Start of Given data
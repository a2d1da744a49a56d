use core::hint;
use slotmap::{SlotMap, HopSlotMap, DenseSlotMap, Key};
use super::Storage;

unsafe impl<K, V> Storage for SlotMap<K, V>
where K: Key,
{
    type Key = K;
    type Element = V;
    // Those methods clone the keys which have been fed into them — this is perfectly fine, since
    // slotmap keys are actually Copy
    #[inline(always)]
    fn add(&mut self, element: Self::Element) -> Self::Key {
        self.insert(element)
    }
    #[inline(always)]
    fn remove(&mut self, key: &Self::Key) -> Self::Element {
        self.remove(key.clone())
            .expect("the value with this key has already been removed")
    }
    #[inline(always)]
    fn len(&self) -> usize {
        self.len()
    }
    #[inline(always)]
    fn with_capacity(capacity: usize) -> Self {
        Self::with_capacity_and_key(capacity)
    }
    #[inline(always)]
    unsafe fn get_unchecked(&self, key: &Self::Key) -> &Self::Element {
        // FIXME this relies on LLVM being smart enough to optimize out the version check
        self.get(key.clone())
            .unwrap_or_else(|| hint::unreachable_unchecked())
    }
    #[inline(always)]
    unsafe fn get_unchecked_mut(&mut self, key: &Self::Key) -> &mut Self::Element {
        // FIXME see above
        self.get_mut(key.clone())
            .unwrap_or_else(|| hint::unreachable_unchecked())
    }
    #[inline(always)]
    fn contains_key(&self, key: &Self::Key) -> bool {
        self.contains_key(key.clone())
    }
    #[inline(always)]
    fn get(&self, key: &Self::Key) -> Option<&Self::Element> {
        self.get(key.clone())
    }
    #[inline(always)]
    fn get_mut(&mut self, key: &Self::Key) -> Option<&mut Self::Element> {
        self.get_mut(key.clone())
    }
    #[inline(always)]
    fn capacity(&self) -> usize {
        self.capacity()
    }
    #[inline(always)]
    fn reserve(&mut self, additional: usize) {
        self.reserve(additional)
    }
    #[inline(always)]
    fn shrink_to_fit(&mut self) {
        // FIXME slotmaps don't have a shrink_to_fit method
    }
}

unsafe impl<K, V> Storage for HopSlotMap<K, V>
where K: Key,
{
    type Key = K;
    type Element = V;
    // Those methods clone the keys which have been fed into them — this is perfectly fine, since
    // slotmap keys are actually Copy
    #[inline(always)]
    fn add(&mut self, element: Self::Element) -> Self::Key {
        self.insert(element)
    }
    #[inline(always)]
    fn remove(&mut self, key: &Self::Key) -> Self::Element {
        self.remove(key.clone())
            .expect("the value with this key has already been removed")
    }
    #[inline(always)]
    fn len(&self) -> usize {
        self.len()
    }
    #[inline(always)]
    fn with_capacity(capacity: usize) -> Self {
        Self::with_capacity_and_key(capacity)
    }
    #[inline(always)]
    unsafe fn get_unchecked(&self, key: &Self::Key) -> &Self::Element {
        // FIXME this relies on LLVM being smart enough to optimize out the version check
        self.get(key.clone())
            .unwrap_or_else(|| hint::unreachable_unchecked())
    }
    #[inline(always)]
    unsafe fn get_unchecked_mut(&mut self, key: &Self::Key) -> &mut Self::Element {
        // FIXME see above
        self.get_mut(key.clone())
            .unwrap_or_else(|| hint::unreachable_unchecked())
    }
    #[inline(always)]
    fn contains_key(&self, key: &Self::Key) -> bool {
        self.contains_key(key.clone())
    }
    #[inline(always)]
    fn get(&self, key: &Self::Key) -> Option<&Self::Element> {
        self.get(key.clone())
    }
    #[inline(always)]
    fn get_mut(&mut self, key: &Self::Key) -> Option<&mut Self::Element> {
        self.get_mut(key.clone())
    }
    #[inline(always)]
    fn capacity(&self) -> usize {
        self.capacity()
    }
    #[inline(always)]
    fn reserve(&mut self, additional: usize) {
        self.reserve(additional)
    }
    #[inline(always)]
    fn shrink_to_fit(&mut self) {
        // FIXME slotmaps don't have a shrink_to_fit method
    }
}

unsafe impl<K, V> Storage for DenseSlotMap<K, V>
where K: Key,
{
    type Key = K;
    type Element = V;
    // Those methods clone the keys which have been fed into them — this is perfectly fine, since
    // slotmap keys are actually Copy
    #[inline(always)]
    fn add(&mut self, element: Self::Element) -> Self::Key {
        self.insert(element)
    }
    #[inline(always)]
    fn remove(&mut self, key: &Self::Key) -> Self::Element {
        self.remove(key.clone())
            .expect("the value with this key has already been removed")
    }
    #[inline(always)]
    fn len(&self) -> usize {
        self.len()
    }
    #[inline(always)]
    fn with_capacity(capacity: usize) -> Self {
        Self::with_capacity_and_key(capacity)
    }
    #[inline(always)]
    unsafe fn get_unchecked(&self, key: &Self::Key) -> &Self::Element {
        // FIXME this relies on LLVM being smart enough to optimize out the version check
        self.get(key.clone())
            .unwrap_or_else(|| hint::unreachable_unchecked())
    }
    #[inline(always)]
    unsafe fn get_unchecked_mut(&mut self, key: &Self::Key) -> &mut Self::Element {
        // FIXME see above
        self.get_mut(key.clone())
            .unwrap_or_else(|| hint::unreachable_unchecked())
    }
    #[inline(always)]
    fn contains_key(&self, key: &Self::Key) -> bool {
        self.contains_key(key.clone())
    }
    #[inline(always)]
    fn get(&self, key: &Self::Key) -> Option<&Self::Element> {
        self.get(key.clone())
    }
    #[inline(always)]
    fn get_mut(&mut self, key: &Self::Key) -> Option<&mut Self::Element> {
        self.get_mut(key.clone())
    }
    #[inline(always)]
    fn capacity(&self) -> usize {
        self.capacity()
    }
    #[inline(always)]
    fn reserve(&mut self, additional: usize) {
        self.reserve(additional)
    }
    #[inline(always)]
    fn shrink_to_fit(&mut self) {
        // FIXME slotmaps don't have a shrink_to_fit method
    }
}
End of Given data
> [Assignment]:
Only lines that hold the string "HopSlotMap" belong in the answer, so copy every one of them from the records.

> [The completed task]:
use slotmap::{SlotMap, HopSlotMap, DenseSlotMap, Key};
unsafe impl<K, V> Storage for HopSlotMap<K, V>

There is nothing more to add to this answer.